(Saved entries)
:::::

use std::fmt;
use std::str::FromStr;

use serde::{Deserialize, Serialize};
use serde_json::Value;
use tracing::warn;

use starmap_diff::{set_path, Record};
use starmap_types::FieldPath;

use crate::error::MergeError;
use crate::three_way::Conflict;

/// A blanket decision applied to every conflict in a list.
#[derive(Clone, Copy, Debug, Default, PartialEq, Eq, Hash, Serialize, Deserialize)]
#[serde(rename_all = "snake_case")]
pub enum ConflictResolution {
    #[default]
    Ours,
    Theirs,
    Base,
    /// The suggested value when the conflict can be merged, else ours.
    Merge,
}

impl ConflictResolution {
    pub const ALL: [ConflictResolution; 4] = [Self::Ours, Self::Theirs, Self::Base, Self::Merge];

    pub fn as_str(&self) -> &'static str {
        match self {
            Self::Ours => "ours",
            Self::Theirs => "theirs",
            Self::Base => "base",
            Self::Merge => "merge",
        }
    }

    /// The value this strategy picks for `conflict`.
    pub fn pick(&self, conflict: &Conflict) -> Value {
        match self {
            Self::Ours => conflict.ours.clone(),
            Self::Theirs => conflict.theirs.clone(),
            Self::Base => conflict.base.clone(),
            Self::Merge => match (&conflict.suggested, conflict.can_merge) {
                (Some(suggested), true) => suggested.clone(),
                _ => conflict.ours.clone(),
            },
        }
    }
}

impl fmt::Display for ConflictResolution {
    fn fmt(&self, f: &mut fmt::Formatter<'_>) -> fmt::Result {
        f.write_str(self.as_str())
    }
}

impl FromStr for ConflictResolution {
    type Err = MergeError;

    fn from_str(s: &str) -> Result<Self, Self::Err> {
        Self::ALL
            .into_iter()
            .find(|r| r.as_str().eq_ignore_ascii_case(s))
            .ok_or_else(|| MergeError::UnknownResolution(s.to_string()))
    }
}

/// The value chosen for one conflicting field.
#[derive(Clone, Debug, PartialEq, Serialize, Deserialize)]
pub struct Resolution {
    pub path: FieldPath,
    pub value: Value,
}

/// One resolution per conflict, in input order.
pub fn resolve_conflicts(conflicts: &[Conflict], strategy: ConflictResolution) -> Vec<Resolution> {
    conflicts
        .iter()
        .map(|conflict| Resolution {
            path: conflict.path.clone(),
            value: strategy.pick(conflict),
        })
        .collect()
}

/// A copy of `record` with each resolution written to its field.
///
/// A resolution naming an unknown field, or carrying a value that does not
/// fit the field, is logged and skipped.
pub fn apply_resolutions<R: Record>(record: &R, resolutions: &[Resolution]) -> R {
    let mut resolved = record.clone();
    for resolution in resolutions {
        let value = resolution.value.clone();
        if let Err(err) = set_path(&mut resolved, resolution.path.as_str(), value) {
            warn!(
                resource = %R::RESOURCE_TYPE,
                id = record.id(),
                field = %resolution.path,
                error = %err,
                "skipping resolution"
            );
        }
    }
    resolved
}

#[cfg(test)]
mod tests {
    use super::*;
    use crate::three_way::ConflictKind;
    use serde_json::json;
    use starmap_types::Model;

    fn name_conflict() -> Conflict {
        Conflict {
            path: FieldPath::from("name"),
            base: json!("Original"),
            ours: json!("Our Name"),
            theirs: json!("Their Name"),
            kind: ConflictKind::Modified,
            can_merge: false,
            suggested: None,
        }
    }

    fn window_conflict() -> Conflict {
        Conflict {
            path: FieldPath::from("limits.context_window"),
            base: json!(1_000),
            ours: json!(2_000),
            theirs: json!(3_000),
            kind: ConflictKind::Modified,
            can_merge: true,
            suggested: Some(json!(3_000)),
        }
    }

    #[test]
    fn resolution_strategies() {
        let conflicts = [name_conflict()];
        let value = |strategy| resolve_conflicts(&conflicts, strategy)[0].value.clone();
        assert_eq!(value(ConflictResolution::Ours), json!("Our Name"));
        assert_eq!(value(ConflictResolution::Theirs), json!("Their Name"));
        assert_eq!(value(ConflictResolution::Base), json!("Original"));
        assert_eq!(value(ConflictResolution::Merge), json!("Our Name"));
    }

    #[test]
    fn merge_uses_suggestion() {
        let conflicts = [name_conflict(), window_conflict()];
        let resolutions = resolve_conflicts(&conflicts, ConflictResolution::Merge);
        assert_eq!(resolutions.len(), 2);
        assert_eq!(resolutions[0].path, "name");
        assert_eq!(resolutions[1].path, "limits.context_window");
        assert_eq!(resolutions[1].value, json!(3_000));
    }

    #[test]
    fn empty_list() {
        assert!(resolve_conflicts(&[], ConflictResolution::Theirs).is_empty());
    }

    #[test]
    fn parse_and_display() {
        for strategy in ConflictResolution::ALL {
            assert_eq!(strategy.to_string().parse::<ConflictResolution>().unwrap(), strategy);
        }
        assert_eq!("THEIRS".parse::<ConflictResolution>().unwrap(), ConflictResolution::Theirs);
        assert!(matches!(
            "mine".parse::<ConflictResolution>(),
            Err(MergeError::UnknownResolution(_))
        ));
        assert_eq!(serde_json::to_string(&ConflictResolution::Merge).unwrap(), "\"merge\"");
    }

    #[test]
    fn apply_writes_fields() {
        let record = Model::new("gpt-4o", "Our Name");
        let resolutions = vec![
            Resolution {
                path: FieldPath::from("name"),
                value: json!("Their Name"),
            },
            Resolution {
                path: FieldPath::from("limits.context_window"),
                value: json!(3_000),
            },
        ];
        let resolved = apply_resolutions(&record, &resolutions);
        assert_eq!(resolved.name, "Their Name");
        assert_eq!(resolved.limits.unwrap().context_window, 3_000);
        // input untouched
        assert_eq!(record.name, "Our Name");
    }

    #[test]
    fn apply_skips_bad_resolutions() {
        let record = Model::new("gpt-4o", "Name");
        let resolutions = vec![
            Resolution {
                path: FieldPath::from("no_such_field"),
                value: json!(1),
            },
            Resolution {
                path: FieldPath::from("limits.context_window"),
                value: json!("lots"),
            },
            Resolution {
                path: FieldPath::from("description"),
                value: json!("kept"),
            },
        ];
        let resolved = apply_resolutions(&record, &resolutions);
        assert!(resolved.limits.is_none());
        assert_eq!(resolved.description.as_deref(), Some("kept"));
    }

    mod properties {
        use super::*;
        use proptest::prelude::*;

        fn arb_value() -> impl Strategy<Value = Value> {
            prop_oneof![
                Just(Value::Null),
                any::<i64>().prop_map(Value::from),
                "[a-z]{0,6}".prop_map(Value::from),
            ]
        }

        fn arb_conflict() -> impl Strategy<Value = Conflict> {
            (
                prop::sample::select(vec!["name", "description", "limits.context_window"]),
                arb_value(),
                arb_value(),
                arb_value(),
                prop::option::of(arb_value()),
            )
                .prop_map(|(path, base, ours, theirs, suggested)| Conflict {
                    path: FieldPath::from(path),
                    base,
                    ours,
                    theirs,
                    kind: ConflictKind::Modified,
                    can_merge: suggested.is_some(),
                    suggested,
                })
        }

        proptest! {
            #[test]
            fn resolver_is_total_and_ordered(
                conflicts in prop::collection::vec(arb_conflict(), 0..16),
                strategy in prop::sample::select(ConflictResolution::ALL.to_vec()),
            ) {
                let resolutions = resolve_conflicts(&conflicts, strategy);
                prop_assert_eq!(resolutions.len(), conflicts.len());
                for (resolution, conflict) in resolutions.iter().zip(&conflicts) {
                    prop_assert_eq!(&resolution.path, &conflict.path);
                    let expected = match strategy {
                        ConflictResolution::Ours => &conflict.ours,
                        ConflictResolution::Theirs => &conflict.theirs,
                        ConflictResolution::Base => &conflict.base,
                        ConflictResolution::Merge => {
                            conflict.suggested.as_ref().unwrap_or(&conflict.ours)
                        }
                    };
                    prop_assert_eq!(&resolution.value, expected);
                }
            }
        }
    }
}
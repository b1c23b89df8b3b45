//! Field-level diff between two versions of a record.
//!
//! Every path in the record type's field table is compared under its merge
//! policy. A field going from absent (see [`is_absent`]) to a value is
//! `Added`, the reverse is `Removed`, any other difference is `Modified`.

use serde::Serialize;
use serde_json::Value;

use starmap_types::FieldPath;

use crate::access::Record;
use crate::compare::{is_absent, values_equal};

/// The result of comparing two records.
#[derive(Clone, Debug, Default, PartialEq, Eq, Serialize)]
pub struct RecordDiff {
    /// Changes in field-table order.
    pub changes: Vec<FieldChange>,
}

impl RecordDiff {
    /// Create an empty record diff.
    pub fn new() -> Self {
        Self::default()
    }

    /// Returns `true` if there are no changes.
    pub fn is_empty(&self) -> bool {
        self.changes.is_empty()
    }

    /// Number of changes.
    pub fn len(&self) -> usize {
        self.changes.len()
    }

    /// Returns `true` if the field at `path` changed.
    pub fn touches(&self, path: &str) -> bool {
        self.changes.iter().any(|c| c.path() == path)
    }

    /// Paths of all changed fields.
    pub fn paths(&self) -> impl Iterator<Item = &FieldPath> {
        self.changes.iter().map(FieldChange::path)
    }

    /// Number of added fields.
    pub fn additions(&self) -> usize {
        self.changes
            .iter()
            .filter(|c| matches!(c, FieldChange::Added { .. }))
            .count()
    }

    /// Number of removed fields.
    pub fn removals(&self) -> usize {
        self.changes
            .iter()
            .filter(|c| matches!(c, FieldChange::Removed { .. }))
            .count()
    }

    /// Number of modified fields.
    pub fn modifications(&self) -> usize {
        self.changes
            .iter()
            .filter(|c| matches!(c, FieldChange::Modified { .. }))
            .count()
    }
}

/// A single field change.
#[derive(Clone, Debug, PartialEq, Eq, Serialize)]
#[serde(tag = "change", rename_all = "snake_case")]
pub enum FieldChange {
    /// The field went from absent to a value.
    Added { path: FieldPath, value: Value },
    /// The field went from a value to absent.
    Removed { path: FieldPath, value: Value },
    /// The field's value changed.
    Modified {
        path: FieldPath,
        old: Value,
        new: Value,
    },
}

impl FieldChange {
    pub fn path(&self) -> &FieldPath {
        match self {
            Self::Added { path, .. } | Self::Removed { path, .. } | Self::Modified { path, .. } => {
                path
            }
        }
    }
}

/// Compute the diff from `old` to `new`.
pub fn diff_records<R: Record>(old: &R, new: &R) -> RecordDiff {
    let mut changes = Vec::new();

    for spec in R::fields() {
        let old_val = spec.get(old);
        let new_val = spec.get(new);
        if values_equal(spec.policy(), &old_val, &new_val) {
            continue;
        }

        let path = spec.field_path();
        let change = match (is_absent(&old_val), is_absent(&new_val)) {
            (true, true) => continue,
            (true, false) => FieldChange::Added { path, value: new_val },
            (false, true) => FieldChange::Removed { path, value: old_val },
            _ => FieldChange::Modified {
                path,
                old: old_val,
                new: new_val,
            },
        };
        changes.push(change);
    }

    RecordDiff { changes }
}
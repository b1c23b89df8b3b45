/// Errors produced by provenance ledger operations.
#[derive(Debug, Clone, PartialEq, Eq, thiserror::Error)]
pub enum ProvenanceError {
    #[error("provenance {0} lock poisoned")]
    LockPoisoned(&'static str),
}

:::::

[Work instructions]:
Pull out every line in the data above that has the word "PartialEq".

[Solution to the exercise]:
#[derive(Clone, Copy, Debug, Default, PartialEq, Eq, Hash, Serialize, Deserialize)]
#[derive(Clone, Debug, PartialEq, Serialize, Deserialize)]
#[derive(Clone, Debug, Default, PartialEq, Eq, Serialize)]
#[derive(Clone, Debug, PartialEq, Eq, Serialize)]
#[derive(Debug, Clone, PartialEq, Eq, thiserror::Error)]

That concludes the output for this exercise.